WHAT NEEDS TO BE DONE: Please say how many lines in the material include the string "path", and nothing else.

INFORMATION:

§ §

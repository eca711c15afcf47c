use std::path::PathBuf;
use std::sync::Arc;

use event_client::Script;
use event_core::{
    ChoiceResult, CompletionReason, GameStateContext, InMemoryGameState, OwnerId, RecordingHost,
};
use event_runtime::{RuntimeConfig, SessionScheduler};

fn demo(name: &str) -> Script {
    let path = PathBuf::from(env!("CARGO_MANIFEST_DIR"))
        .join("../../demos")
        .join(name);
    Script::load(&path).unwrap()
}

#[test]
fn demo_scripts_run_to_completion() {
    let state = Arc::new(InMemoryGameState::new().with_variable("gold", 12));
    let host = Arc::new(RecordingHost::auto_close());
    host.queue_choice(ChoiceResult::Selected(0));

    let mut scheduler = SessionScheduler::new(RuntimeConfig::default(), state.clone(), host.clone());
    for name in ["gatekeeper.json", "countdown.json"] {
        let script = demo(name);
        let descriptors = script.to_descriptors(scheduler.factory()).unwrap();
        scheduler
            .spawn(script.owner_or(OwnerId::GLOBAL), &descriptors)
            .unwrap();
    }

    let completed = scheduler.run_until_idle(1_000).unwrap();
    assert_eq!(completed.len(), 2);
    let reasons: Vec<_> = completed
        .iter()
        .map(|done| (done.completion.owner, done.completion.reason))
        .collect();
    assert!(reasons.contains(&(OwnerId(3), CompletionReason::EndOfProgram)));
    assert!(reasons.contains(&(OwnerId(7), CompletionReason::Exited)));

    assert_eq!(state.variable("gold"), 2);
    assert!(state.switch("gate_open"));
    assert!(state.self_switch(OwnerId(3), "A"));
    assert_eq!(state.variable("counter"), 0);

    let messages = host.messages();
    assert_eq!(messages.iter().filter(|text| *text == "tick...").count(), 3);
    assert!(messages.iter().any(|text| text == "Pass, traveller."));
    assert!(!messages.iter().any(|text| text.contains("never shown")));
}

§ §

RESPONSE TO THE TASK: 3